The Apple Roller Award could not be more fitting in THIS case. The image above is a portrait of Madge Oberholtzer, the woman who brought down the Ku Klux Klan in the USA. Her sacrifice was quite similar to that of our previous Apple Roller honoree, Mohamed Bouazizi; she couldn't tolerate the way she was being treated, and in mid-April 1925 took steps to kill herself. Rather unexpectedly, she took the KKK down with her. Within a couple of years of her horrible death, Klan membership in the US had dropped from millions to a few paltry thousands. We have Madge to thank. This is a very serious, very heartfelt thank-you. Many Americans today are unaware of how close were were in that dim, dead year to having a Klansman in the Oval Office.
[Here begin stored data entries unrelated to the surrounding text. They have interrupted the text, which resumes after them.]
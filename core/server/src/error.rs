//! Mapping of domain errors onto HTTP responses.

use axum::http::StatusCode;
use axum::response::{IntoResponse, Response};
use axum::Json;
use serde_json::json;
use tracing::error;

use resumevault_common::Error;

/// An error on its way out of a handler.
///
/// Client errors echo their message. Everything else is logged and
/// replaced with `fallback`, so internals never reach the client.
#[derive(Debug)]
pub struct ApiError {
    error: Error,
    fallback: &'static str,
}

impl ApiError {
    /// Use `fallback` as the message if `error` is internal.
    pub fn with_fallback(error: Error, fallback: &'static str) -> Self {
        Self { error, fallback }
    }

    /// Status code for an error.
    pub fn status(error: &Error) -> StatusCode {
        match error {
            Error::Validation(_) => StatusCode::BAD_REQUEST,
            Error::InvalidCredentials | Error::TokenExpired | Error::TokenInvalid => {
                StatusCode::UNAUTHORIZED
            }
            Error::AccountNotFound | Error::NotFound(_) => StatusCode::NOT_FOUND,
            Error::Conflict(_) => StatusCode::CONFLICT,
            Error::QuotaExceeded { .. } => StatusCode::PAYLOAD_TOO_LARGE,
            Error::Storage(_)
            | Error::Network(_)
            | Error::Timeout(_)
            | Error::Database(_)
            | Error::Io(_)
            | Error::Serialization(_)
            | Error::Configuration(_)
            | Error::Crypto(_) => StatusCode::INTERNAL_SERVER_ERROR,
        }
    }
}

impl From<Error> for ApiError {
    fn from(error: Error) -> Self {
        Self::with_fallback(error, "Internal server error")
    }
}

/// Attach a route-specific message for internal failures.
pub trait ResultExt<T> {
    fn or_fail(self, fallback: &'static str) -> Result<T, ApiError>;
}

impl<T> ResultExt<T> for resumevault_common::Result<T> {
    fn or_fail(self, fallback: &'static str) -> Result<T, ApiError> {
        self.map_err(|e| ApiError::with_fallback(e, fallback))
    }
}

impl IntoResponse for ApiError {
    fn into_response(self) -> Response {
        let status = Self::status(&self.error);
        let message = if self.error.is_client_error() {
            self.error.to_string()
        } else {
            error!(error = %self.error, "Request failed");
            self.fallback.to_string()
        };

        (status, Json(json!({ "success": false, "message": message }))).into_response()
    }
}
//! Records persisted by the store.

use chrono::{DateTime, Utc};
use serde::Serialize;

use resumevault_common::{AuthProvider, Email, ResumeId, SizeMb, UserId};

/// A user account, local or federated.
///
/// `password_hash` is present iff `provider` is `Local`; the schema
/// enforces this with a CHECK constraint.
#[derive(Debug, Clone, Serialize)]
#[serde(rename_all = "camelCase")]
pub struct User {
    pub id: UserId,
    pub name: String,
    pub email: Email,
    #[serde(skip)]
    pub password_hash: Option<String>,
    pub provider: AuthProvider,
    #[serde(skip_serializing_if = "Option::is_none")]
    pub provider_id: Option<String>,
    #[serde(rename = "totalSizeMB")]
    pub total_size: SizeMb,
    pub created_at: DateTime<Utc>,
    pub updated_at: DateTime<Utc>,
}

impl User {
    /// Whether the account can log in with a password.
    pub fn has_local_credential(&self) -> bool {
        self.password_hash.is_some()
    }
}

/// Fields for a user about to be created.
#[derive(Debug, Clone)]
pub struct NewUser {
    pub name: String,
    pub email: Email,
    pub password_hash: Option<String>,
    pub provider: AuthProvider,
    pub provider_id: Option<String>,
}

impl NewUser {
    /// A password account.
    pub fn local(name: impl Into<String>, email: Email, password_hash: String) -> Self {
        Self {
            name: name.into(),
            email,
            password_hash: Some(password_hash),
            provider: AuthProvider::Local,
            provider_id: None,
        }
    }

    /// A federated account with no local credential.
    pub fn federated(
        name: impl Into<String>,
        email: Email,
        provider: AuthProvider,
        external_id: impl Into<String>,
    ) -> Self {
        Self {
            name: name.into(),
            email,
            password_hash: None,
            provider,
            provider_id: Some(external_id.into()),
        }
    }
}

/// A stored resume. Its size is fixed at creation.
#[derive(Debug, Clone, PartialEq, Serialize)]
#[serde(rename_all = "camelCase")]
pub struct Resume {
    pub id: ResumeId,
    pub user: UserId,
    pub filename: String,
    pub url: String,
    #[serde(skip)]
    pub storage_key: String,
    #[serde(rename = "sizeMB")]
    pub size: SizeMb,
    pub created_at: DateTime<Utc>,
}

/// A resume whose object is already in storage, ready to be committed.
#[derive(Debug, Clone)]
pub struct NewResume {
    pub user: UserId,
    pub filename: String,
    pub url: String,
    pub storage_key: String,
    pub size: SizeMb,
}

/// Ledger state of one user before and after a recompute.
#[derive(Debug, Clone, PartialEq, Eq, Serialize)]
#[serde(rename_all = "camelCase")]
pub struct LedgerDrift {
    pub user_id: UserId,
    pub email: Email,
    /// Total that was recorded on the user.
    pub recorded: SizeMb,
    /// Sum of the user's resume sizes, now recorded.
    pub actual: SizeMb,
}

impl LedgerDrift {
    /// Whether the recorded total disagreed with the resumes.
    pub fn is_drifted(&self) -> bool {
        self.recorded != self.actual
    }
}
This is a really dreadful story. A prominent KKK booster and networker in Madge's home state of Indiana, D.C. Stephenson, became infatuated with her, pursued her for a short time and eventually lured her over to his place on some pretext. She turned up at her parents' home several days later, battered, bruised and vomiting uncontrollably. She was covered with bite marks, from the top of her head down past her ankles -- even her tongue had teethmarks on it. She had been kidnapped and repeatedly raped by this man who claimed to love her so much, assisted by a couple of his Klan buddies. To get away from her captors Madge decided to kill herself, and took a corrosive poison, bichloride of mercury. Unable to decide what to do with her, he and his accomplices just dropped her off at home, where she died after nearly a month of agony. The extended death throes gave her the chance to dictate and sign a dying declaration, explaining exactly what happened and allowing the authorities to prosecute Stephenson for the many crimes he committed against Madge, including murder. Stephenson, the Grand Dragon of the Realm of Indiana and the greatest recruiter the Klan had ever seen, went down in flames. BUT MADGE'S GOLDEN APPLE ROLLED EVEN FARTHER THAN THAT. Stephenson decided to bring down everyone he associated with -- more than a few prominent names in politics, business and what have you all across the Midwest. Every one of them was a Klansman or had Klan backing.
(Contrary to what you may have seen in the movie version of this grim story, Cross Of Fire starring Mel Harris as Madge and John Heard as Stephenson, Madge did not die of the poison she took. The autopsy showed that she had almost totally recovered from the effects of the tablets. She was killed by an abcessed lung caused by an especially deep, infected bite wound in her left breast.)
If you click on the title of this blog entry, it will take you to Madge's dying declaration.
Now here's an odd little coincidence: I knew a library book had come in for me through MelCat, but I order several at a time and did not know which title I was going to pick up. As I was driving over to the library this morning, I suddenly remembered that I needed to give Madge the Apple Roller Award today, having forgotten to do so from my work terminal last night. I walked to the circulation desk and the librarian handed me a copy of Grand Dragon: D.C. Stephenson And The Ku Klux Klan In Indiana, by William Lutholtz.
Reporting a rape is one of the toughest things any woman has to face, even today, and it was even harder to do in 1925. It's disgusting, it's humiliating, it's terrifying -- and she was reporting a rape committed by one of the most powerful men in the Midwest. BUT SHE DID IT ANYWAY.
Every American owes her a debt of gratitude.